Return the lines below that contain "flush".

(Records contained in a dataset)
BEGIN
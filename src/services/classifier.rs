//! Task classification and lexical extraction for incoming messages.
//!
//! Everything here is pure and deterministic: patterns are tried in a fixed
//! priority order and the first hit wins, with [`TaskType::General`] as the
//! fallback.

use std::collections::HashSet;

use once_cell::sync::Lazy;
use regex::Regex;
use serde::{Deserialize, Serialize};

/// What the user is trying to do with a message.
#[derive(Debug, Clone, Copy, PartialEq, Eq, Hash, Serialize, Deserialize)]
#[serde(rename_all = "snake_case")]
pub enum TaskType {
    Decision,
    Emotional,
    Relationship,
    Planning,
    Reflection,
    Exploration,
    KnowledgeQuery,
    General,
}

impl TaskType {
    pub fn as_str(&self) -> &'static str {
        match self {
            TaskType::Decision => "decision",
            TaskType::Emotional => "emotional",
            TaskType::Relationship => "relationship",
            TaskType::Planning => "planning",
            TaskType::Reflection => "reflection",
            TaskType::Exploration => "exploration",
            TaskType::KnowledgeQuery => "knowledge_query",
            TaskType::General => "general",
        }
    }

    pub fn from_str(s: &str) -> Option<Self> {
        match s {
            "decision" => Some(TaskType::Decision),
            "emotional" => Some(TaskType::Emotional),
            "relationship" => Some(TaskType::Relationship),
            "planning" => Some(TaskType::Planning),
            "reflection" => Some(TaskType::Reflection),
            "exploration" => Some(TaskType::Exploration),
            "knowledge_query" => Some(TaskType::KnowledgeQuery),
            "general" => Some(TaskType::General),
            _ => None,
        }
    }

    pub fn all() -> &'static [TaskType] {
        &[
            TaskType::Decision,
            TaskType::Emotional,
            TaskType::Relationship,
            TaskType::Planning,
            TaskType::Reflection,
            TaskType::Exploration,
            TaskType::KnowledgeQuery,
            TaskType::General,
        ]
    }
}

impl std::fmt::Display for TaskType {
    fn fmt(&self, f: &mut std::fmt::Formatter<'_>) -> std::fmt::Result {
        write!(f, "{}", self.as_str())
    }
}

fn pattern(re: &str) -> Regex {
    Regex::new(re).unwrap_or_else(|e| panic!("invalid task pattern {re}: {e}"))
}

/// Priority-ordered task patterns. Order matters: a message asking
/// "should I" while upset is treated as a decision.
static TASK_PATTERNS: Lazy<Vec<(TaskType, Regex)>> = Lazy::new(|| {
    vec![
        (
            TaskType::Decision,
            pattern(
                r"(?i)\b(should i|should we|or should|whether (to|or)|decide|deciding|decision|choose|choosing|torn between|pros and cons|trade-?offs?|which (one|option)|worth it)\b",
            ),
        ),
        (
            TaskType::Emotional,
            pattern(
                r"(?i)\b(feel|feeling|felt|anxious|anxiety|stressed|stress|sad|upset|angry|lonely|overwhelmed|depressed|hurt|scared|afraid|worried|frustrated|heartbroken|grief|grieving|crying|exhausted|burned out|burnt out)\b",
            ),
        ),
        (
            TaskType::Relationship,
            pattern(
                r"(?i)\b(my (wife|husband|partner|boyfriend|girlfriend|mom|mother|dad|father|sister|brother|friend|boss|manager|coworker|colleague)|relationship with|get along|argument with|fight with|falling out)\b",
            ),
        ),
        (
            TaskType::Planning,
            pattern(
                r"(?i)\b(plan|planning|schedule|next week|next month|tomorrow|goals?|roadmap|deadline|to-?do|organi[sz]e|prepare|prep for)\b",
            ),
        ),
        (
            TaskType::Reflection,
            pattern(
                r"(?i)\b(reflect|reflecting|looking back|lately|past (few|couple)|this (week|month|year)|patterns?|progress|growth|journey|how have i been)\b",
            ),
        ),
        (
            TaskType::Exploration,
            pattern(
                r"(?i)\b(what if|imagine|curious|wonder|wondering|explore|brainstorm|ideas?|possibilities|thinking about)\b",
            ),
        ),
        (
            TaskType::KnowledgeQuery,
            pattern(
                r"(?i)(^\s*(who|what|when|where|which|how many|how much)\b|\b(do you (know|remember)|did i|have i|remind me|tell me about|what did|when did|who is|where does)\b)",
            ),
        ),
    ]
});

/// Classify a message into a [`TaskType`].
pub fn classify(message: &str) -> TaskType {
    TASK_PATTERNS
        .iter()
        .find(|(_, re)| re.is_match(message))
        .map(|(task, _)| *task)
        .unwrap_or(TaskType::General)
}

// ============================================================================
// Lexical extraction
// ============================================================================

/// Pluggable entity and topic extraction.
///
/// Implementations must not fail: the worst case is an empty list.
pub trait TextExtractor: Send + Sync {
    /// Proper nouns and known names mentioned in `message`.
    fn mentioned_entities(&self, message: &str, known_names: &[String]) -> Vec<String>;

    /// Topic labels touched by `message`.
    fn topics(&self, message: &str) -> Vec<String>;
}

/// Capitalized words that start sentences or questions rather than name
/// anything.
static NON_NAMES: Lazy<HashSet<&'static str>> = Lazy::new(|| {
    [
        "i", "i'm", "i've", "i'd", "i'll", "a", "an", "the", "and", "but", "or", "so", "if",
        "then", "should", "would", "could", "can", "will", "what", "when", "where", "why", "how",
        "who", "which", "is", "are", "was", "were", "do", "does", "did", "my", "me", "we", "you",
        "he", "she", "they", "it", "this", "that", "these", "those", "there", "here", "today",
        "tomorrow", "yesterday", "monday", "tuesday", "wednesday", "thursday", "friday",
        "saturday", "sunday", "maybe", "also", "just", "yes", "no", "ok", "okay", "hi", "hey",
        "thanks", "please", "let", "let's", "am", "have", "has", "had", "not", "for", "in", "on",
        "at", "to", "of", "with", "about", "after", "before", "since", "still", "really",
    ]
    .into_iter()
    .collect()
});

static WORD: Lazy<Regex> = Lazy::new(|| pattern(r"[A-Za-z][A-Za-z'\-]*"));

/// Topic label and the keywords that signal it, in output order.
const TOPIC_KEYWORDS: &[(&str, &[&str])] = &[
    ("work", &["job", "work", "career", "boss", "manager", "office", "promotion", "interview", "salary", "coworker", "colleague", "team", "project"]),
    ("relationships", &["relationship", "partner", "boyfriend", "girlfriend", "wife", "husband", "dating", "friend", "friends", "breakup"]),
    ("family", &["family", "mom", "mother", "dad", "father", "sister", "brother", "parents", "kids", "son", "daughter"]),
    ("health", &["health", "sleep", "exercise", "gym", "doctor", "therapy", "therapist", "sick", "diet", "run", "running"]),
    ("money", &["money", "budget", "rent", "savings", "debt", "finance", "finances", "invest", "investing"]),
    ("home", &["home", "apartment", "house", "move", "moving", "relocate", "city", "neighborhood"]),
    ("travel", &["travel", "trip", "flight", "vacation", "visit", "abroad"]),
    ("learning", &["learn", "learning", "study", "course", "school", "class", "degree", "university"]),
    ("creativity", &["write", "writing", "draw", "drawing", "music", "paint", "painting", "novel", "art"]),
    ("emotions", &["anxious", "anxiety", "stress", "stressed", "sad", "happy", "lonely", "angry", "overwhelmed"]),
];

/// Keyword and capitalization heuristics.
#[derive(Debug, Clone, Copy, Default)]
pub struct HeuristicExtractor;

impl HeuristicExtractor {
    /// Upper bound on names returned for one message.
    pub const MAX_MENTIONS: usize = 10;
    pub const MAX_TOPICS: usize = 5;
}

fn is_capitalized(word: &str) -> bool {
    word.chars().next().map(|c| c.is_uppercase()).unwrap_or(false)
}

fn strip_possessive(word: &str) -> &str {
    word.strip_suffix("'s")
        .or_else(|| word.strip_suffix('\''))
        .unwrap_or(word)
}

fn push_unique(out: &mut Vec<String>, seen: &mut HashSet<String>, name: String) {
    let key = name.to_lowercase();
    if !key.is_empty() && seen.insert(key) {
        out.push(name);
    }
}

fn flush(run: &mut Vec<&str>, out: &mut Vec<String>, seen: &mut HashSet<String>) {
    if !run.is_empty() {
        push_unique(out, seen, run.join(" "));
        run.clear();
    }
}

impl TextExtractor for HeuristicExtractor {
    fn mentioned_entities(&self, message: &str, known_names: &[String]) -> Vec<String> {
        let mut out = Vec::new();
        let mut seen = HashSet::new();

        // Known names first, matched as whole words in any case
        let lower = message.to_lowercase();
        for name in known_names {
            let needle = name.trim().to_lowercase();
            if needle.is_empty() {
                continue;
            }
            let hit = lower.match_indices(&needle).any(|(start, _)| {
                let end = start + needle.len();
                let before_ok = lower[..start]
                    .chars()
                    .next_back()
                    .map(|c| !c.is_alphanumeric())
                    .unwrap_or(true);
                let after_ok = lower[end..]
                    .chars()
                    .next()
                    .map(|c| !c.is_alphanumeric())
                    .unwrap_or(true);
                before_ok && after_ok
            });
            if hit {
                push_unique(&mut out, &mut seen, name.trim().to_string());
            }
        }

        // Runs of adjacent capitalized words form one name
        let mut run: Vec<&str> = Vec::new();
        let mut run_end = 0usize;
        for m in WORD.find_iter(message) {
            let word = strip_possessive(m.as_str());
            let gap = &message[run_end..m.start()];
            let adjacent = !run.is_empty() && gap.chars().all(|c| c == ' ');
            if !adjacent {
                flush(&mut run, &mut out, &mut seen);
            }
            if is_capitalized(word) && !NON_NAMES.contains(word.to_lowercase().as_str()) {
                run.push(word);
                run_end = m.end();
            } else {
                flush(&mut run, &mut out, &mut seen);
            }
        }
        flush(&mut run, &mut out, &mut seen);

        out.truncate(Self::MAX_MENTIONS);
        out
    }

    fn topics(&self, message: &str) -> Vec<String> {
        let words: HashSet<String> = WORD
            .find_iter(message)
            .map(|m| strip_possessive(m.as_str()).to_lowercase())
            .collect();

        TOPIC_KEYWORDS
            .iter()
            .filter(|(_, keywords)| keywords.iter().any(|k| words.contains(*k)))
            .map(|(topic, _)| topic.to_string())
            .take(Self::MAX_TOPICS)
            .collect()
    }
}

/// [`TextExtractor::mentioned_entities`] with the default heuristics.
pub fn extract_mentioned_entities(message: &str, known_names: &[String]) -> Vec<String> {
    HeuristicExtractor.mentioned_entities(message, known_names)
}

/// [`TextExtractor::topics`] with the default heuristics.
pub fn extract_topics(message: &str) -> Vec<String> {
    HeuristicExtractor.topics(message)
}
END
Reply to the exercise:
fn flush(run: &mut Vec<&str>, out: &mut Vec<String>, seen: &mut HashSet<String>) {
                flush(&mut run, &mut out, &mut seen);
                flush(&mut run, &mut out, &mut seen);
        flush(&mut run, &mut out, &mut seen);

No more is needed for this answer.